### What you should do
Reproduce the opening lines of the records exactly, up to and including the line in which "(name = controller::payment::PAYMENT_TAG, description" occurs.

Stored data
■ ■ ■
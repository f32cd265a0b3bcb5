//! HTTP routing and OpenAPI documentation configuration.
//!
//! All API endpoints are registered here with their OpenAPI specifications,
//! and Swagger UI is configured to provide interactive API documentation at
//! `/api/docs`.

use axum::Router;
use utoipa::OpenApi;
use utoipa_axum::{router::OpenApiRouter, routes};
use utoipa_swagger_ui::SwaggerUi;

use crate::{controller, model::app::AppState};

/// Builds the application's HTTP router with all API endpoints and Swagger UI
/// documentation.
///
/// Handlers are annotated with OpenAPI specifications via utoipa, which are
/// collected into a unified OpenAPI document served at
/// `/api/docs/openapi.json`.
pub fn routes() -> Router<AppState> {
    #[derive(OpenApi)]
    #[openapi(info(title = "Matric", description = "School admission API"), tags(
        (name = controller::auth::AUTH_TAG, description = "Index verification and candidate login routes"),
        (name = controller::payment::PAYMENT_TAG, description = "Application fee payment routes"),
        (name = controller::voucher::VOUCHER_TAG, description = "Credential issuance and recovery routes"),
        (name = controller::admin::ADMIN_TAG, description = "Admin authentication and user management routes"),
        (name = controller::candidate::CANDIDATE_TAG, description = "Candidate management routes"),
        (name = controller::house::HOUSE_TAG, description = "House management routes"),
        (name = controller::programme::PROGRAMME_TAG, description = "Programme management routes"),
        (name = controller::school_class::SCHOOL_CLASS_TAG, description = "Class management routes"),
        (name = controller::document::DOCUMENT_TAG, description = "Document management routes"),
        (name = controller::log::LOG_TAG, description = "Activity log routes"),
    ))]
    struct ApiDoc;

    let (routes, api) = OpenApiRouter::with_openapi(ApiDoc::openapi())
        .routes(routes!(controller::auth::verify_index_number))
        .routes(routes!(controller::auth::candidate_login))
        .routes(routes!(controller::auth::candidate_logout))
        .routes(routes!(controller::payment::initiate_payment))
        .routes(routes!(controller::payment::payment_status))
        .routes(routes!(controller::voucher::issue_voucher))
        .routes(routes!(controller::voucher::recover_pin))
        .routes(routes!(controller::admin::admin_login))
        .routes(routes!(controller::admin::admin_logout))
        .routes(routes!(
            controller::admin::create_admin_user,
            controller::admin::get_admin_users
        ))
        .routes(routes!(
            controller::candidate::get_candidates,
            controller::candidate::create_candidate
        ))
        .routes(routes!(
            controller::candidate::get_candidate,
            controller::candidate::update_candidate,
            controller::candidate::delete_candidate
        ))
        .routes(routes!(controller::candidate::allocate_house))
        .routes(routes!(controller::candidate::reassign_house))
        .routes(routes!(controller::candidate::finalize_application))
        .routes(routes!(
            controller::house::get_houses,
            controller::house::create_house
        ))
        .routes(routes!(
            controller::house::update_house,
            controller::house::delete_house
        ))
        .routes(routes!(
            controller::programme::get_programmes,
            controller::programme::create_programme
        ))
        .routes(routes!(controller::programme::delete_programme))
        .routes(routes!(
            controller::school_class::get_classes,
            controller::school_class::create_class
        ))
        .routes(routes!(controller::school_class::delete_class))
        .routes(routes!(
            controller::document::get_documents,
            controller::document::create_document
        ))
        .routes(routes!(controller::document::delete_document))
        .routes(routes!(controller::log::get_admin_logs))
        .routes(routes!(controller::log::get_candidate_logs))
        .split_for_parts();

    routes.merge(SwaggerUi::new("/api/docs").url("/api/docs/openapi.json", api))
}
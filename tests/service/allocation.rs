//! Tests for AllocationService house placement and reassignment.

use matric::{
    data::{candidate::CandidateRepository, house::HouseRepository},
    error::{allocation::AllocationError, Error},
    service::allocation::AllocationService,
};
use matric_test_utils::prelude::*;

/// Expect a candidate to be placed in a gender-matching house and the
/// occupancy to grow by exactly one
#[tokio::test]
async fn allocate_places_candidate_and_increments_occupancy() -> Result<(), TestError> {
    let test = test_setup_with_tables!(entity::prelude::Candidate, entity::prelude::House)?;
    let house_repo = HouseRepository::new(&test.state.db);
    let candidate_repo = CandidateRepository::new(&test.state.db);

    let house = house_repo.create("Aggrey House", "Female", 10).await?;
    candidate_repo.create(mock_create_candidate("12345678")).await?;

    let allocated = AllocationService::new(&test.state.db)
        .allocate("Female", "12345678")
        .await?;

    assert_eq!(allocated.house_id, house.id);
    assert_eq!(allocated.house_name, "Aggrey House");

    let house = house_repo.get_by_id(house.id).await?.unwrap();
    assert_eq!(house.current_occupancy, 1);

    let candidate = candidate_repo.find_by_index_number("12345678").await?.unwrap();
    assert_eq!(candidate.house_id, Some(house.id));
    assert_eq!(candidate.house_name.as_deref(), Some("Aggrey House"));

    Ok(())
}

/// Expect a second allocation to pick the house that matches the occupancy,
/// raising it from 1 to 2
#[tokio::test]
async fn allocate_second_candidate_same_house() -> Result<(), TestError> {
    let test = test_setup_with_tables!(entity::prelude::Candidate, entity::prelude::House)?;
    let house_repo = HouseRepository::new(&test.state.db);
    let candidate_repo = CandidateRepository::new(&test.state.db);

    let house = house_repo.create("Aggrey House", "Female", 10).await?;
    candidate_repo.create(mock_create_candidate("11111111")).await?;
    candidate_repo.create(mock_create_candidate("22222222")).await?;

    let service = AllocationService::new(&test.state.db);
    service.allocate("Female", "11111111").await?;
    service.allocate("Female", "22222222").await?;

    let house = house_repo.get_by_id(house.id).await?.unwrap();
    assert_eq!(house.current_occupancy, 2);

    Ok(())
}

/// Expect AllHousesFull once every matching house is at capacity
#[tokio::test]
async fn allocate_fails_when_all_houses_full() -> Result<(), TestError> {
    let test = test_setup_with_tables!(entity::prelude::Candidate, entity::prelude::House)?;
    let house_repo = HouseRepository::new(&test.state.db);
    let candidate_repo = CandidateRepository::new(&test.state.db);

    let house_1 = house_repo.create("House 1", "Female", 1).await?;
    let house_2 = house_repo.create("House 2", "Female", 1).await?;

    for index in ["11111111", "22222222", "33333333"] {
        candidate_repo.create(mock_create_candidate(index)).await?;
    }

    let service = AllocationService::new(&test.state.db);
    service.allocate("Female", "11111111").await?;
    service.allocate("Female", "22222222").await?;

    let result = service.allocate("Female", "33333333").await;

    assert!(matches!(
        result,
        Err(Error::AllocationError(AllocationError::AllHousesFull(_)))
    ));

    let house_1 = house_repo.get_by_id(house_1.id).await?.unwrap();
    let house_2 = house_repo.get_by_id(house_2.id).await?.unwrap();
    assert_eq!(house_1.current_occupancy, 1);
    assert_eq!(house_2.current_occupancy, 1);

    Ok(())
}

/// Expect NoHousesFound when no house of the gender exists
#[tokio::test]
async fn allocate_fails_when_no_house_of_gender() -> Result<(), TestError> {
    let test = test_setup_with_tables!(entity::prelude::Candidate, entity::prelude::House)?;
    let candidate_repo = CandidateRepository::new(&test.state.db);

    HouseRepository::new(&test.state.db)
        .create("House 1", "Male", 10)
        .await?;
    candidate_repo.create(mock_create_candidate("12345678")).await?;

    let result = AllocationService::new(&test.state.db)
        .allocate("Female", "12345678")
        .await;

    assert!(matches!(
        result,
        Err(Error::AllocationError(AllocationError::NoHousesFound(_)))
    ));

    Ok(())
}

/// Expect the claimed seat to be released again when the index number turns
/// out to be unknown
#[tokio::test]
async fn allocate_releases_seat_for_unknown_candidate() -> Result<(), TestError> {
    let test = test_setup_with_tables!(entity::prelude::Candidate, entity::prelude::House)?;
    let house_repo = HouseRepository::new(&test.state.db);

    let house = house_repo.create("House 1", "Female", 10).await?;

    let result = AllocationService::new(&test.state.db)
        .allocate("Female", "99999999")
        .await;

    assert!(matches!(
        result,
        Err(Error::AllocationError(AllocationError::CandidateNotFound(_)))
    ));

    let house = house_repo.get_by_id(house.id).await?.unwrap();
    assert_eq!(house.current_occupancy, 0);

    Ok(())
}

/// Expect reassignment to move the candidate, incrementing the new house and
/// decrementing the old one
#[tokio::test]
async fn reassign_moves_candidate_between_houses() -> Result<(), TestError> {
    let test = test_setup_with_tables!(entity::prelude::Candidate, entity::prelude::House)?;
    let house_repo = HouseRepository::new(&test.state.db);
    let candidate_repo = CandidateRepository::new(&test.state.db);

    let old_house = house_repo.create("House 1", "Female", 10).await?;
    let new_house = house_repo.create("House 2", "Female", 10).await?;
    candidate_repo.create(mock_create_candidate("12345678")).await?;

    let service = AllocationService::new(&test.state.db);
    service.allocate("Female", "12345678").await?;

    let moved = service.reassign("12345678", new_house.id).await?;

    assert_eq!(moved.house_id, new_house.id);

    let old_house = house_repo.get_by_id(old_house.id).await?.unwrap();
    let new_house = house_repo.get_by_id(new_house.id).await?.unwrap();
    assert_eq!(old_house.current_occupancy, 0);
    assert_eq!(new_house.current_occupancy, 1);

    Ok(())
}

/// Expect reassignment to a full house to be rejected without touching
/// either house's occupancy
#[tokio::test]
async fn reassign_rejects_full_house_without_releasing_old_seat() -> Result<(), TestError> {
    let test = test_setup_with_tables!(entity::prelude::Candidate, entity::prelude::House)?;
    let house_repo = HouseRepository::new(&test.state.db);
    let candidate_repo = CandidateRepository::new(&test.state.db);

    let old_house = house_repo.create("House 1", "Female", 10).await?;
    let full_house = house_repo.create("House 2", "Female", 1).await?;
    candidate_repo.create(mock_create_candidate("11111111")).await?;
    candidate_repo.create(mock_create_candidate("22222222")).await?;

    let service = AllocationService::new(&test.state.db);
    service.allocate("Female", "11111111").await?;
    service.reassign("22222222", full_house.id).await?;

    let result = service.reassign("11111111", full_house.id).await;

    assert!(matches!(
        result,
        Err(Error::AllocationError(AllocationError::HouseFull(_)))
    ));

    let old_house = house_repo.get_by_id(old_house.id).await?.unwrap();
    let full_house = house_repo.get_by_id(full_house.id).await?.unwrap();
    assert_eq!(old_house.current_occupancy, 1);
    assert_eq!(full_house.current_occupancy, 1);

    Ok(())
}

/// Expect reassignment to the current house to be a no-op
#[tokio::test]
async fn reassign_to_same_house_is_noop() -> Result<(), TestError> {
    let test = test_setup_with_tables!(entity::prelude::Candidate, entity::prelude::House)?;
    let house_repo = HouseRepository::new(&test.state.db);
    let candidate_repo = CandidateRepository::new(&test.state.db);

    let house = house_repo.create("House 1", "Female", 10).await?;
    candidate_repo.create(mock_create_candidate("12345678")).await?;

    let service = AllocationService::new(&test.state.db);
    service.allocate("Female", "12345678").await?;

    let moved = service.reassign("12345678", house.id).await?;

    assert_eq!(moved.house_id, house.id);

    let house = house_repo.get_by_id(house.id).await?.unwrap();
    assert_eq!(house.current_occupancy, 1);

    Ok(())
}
■ ■ ■
### Task result
repository f32cd265a0b3bcb5
//! HTTP routing and OpenAPI documentation configuration.
//!
//! All API endpoints are registered here with their OpenAPI specifications,
//! and Swagger UI is configured to provide interactive API documentation at
//! `/api/docs`.

use axum::Router;
use utoipa::OpenApi;
use utoipa_axum::{router::OpenApiRouter, routes};
use utoipa_swagger_ui::SwaggerUi;

use crate::{controller, model::app::AppState};

/// Builds the application's HTTP router with all API endpoints and Swagger UI
/// documentation.
///
/// Handlers are annotated with OpenAPI specifications via utoipa, which are
/// collected into a unified OpenAPI document served at
/// `/api/docs/openapi.json`.
pub fn routes() -> Router<AppState> {
    #[derive(OpenApi)]
    #[openapi(info(title = "Matric", description = "School admission API"), tags(
        (name = controller::auth::AUTH_TAG, description = "Index verification and candidate login routes"),
        (name = controller::payment::PAYMENT_TAG, description = "Application fee payment routes"),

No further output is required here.